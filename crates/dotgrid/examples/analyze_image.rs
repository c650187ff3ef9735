use dotgrid::pipeline::{analyze_image, PipelineParams};
use image::ImageReader;

#[cfg(feature = "tracing")]
use dotgrid::core::init_tracing;

fn main() -> Result<(), Box<dyn std::error::Error>> {
    #[cfg(feature = "tracing")]
    init_tracing(false);
    #[cfg(not(feature = "tracing"))]
    env_logger::init();

    let Some(path) = std::env::args().nth(1) else {
        eprintln!("Usage: analyze_image <image_path>");
        return Ok(());
    };

    let img = ImageReader::open(path)?.decode()?.to_luma8();
    let analysis = analyze_image(&img, &PipelineParams::default());

    println!(
        "{} dots in {} rows, symmetry score {:.2}, class {}",
        analysis.dots.len(),
        analysis.grid.rows.len(),
        analysis.score,
        analysis.class
    );
    println!("{}", serde_json::to_string_pretty(&analysis.report)?);

    Ok(())
}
************
◆ Work instruction:
Go through the material above, and wherever a line contains the string "score", return it.

◆ Exercise solution:
        "{} dots in {} rows, symmetry score {:.2}, class {}",
        analysis.score,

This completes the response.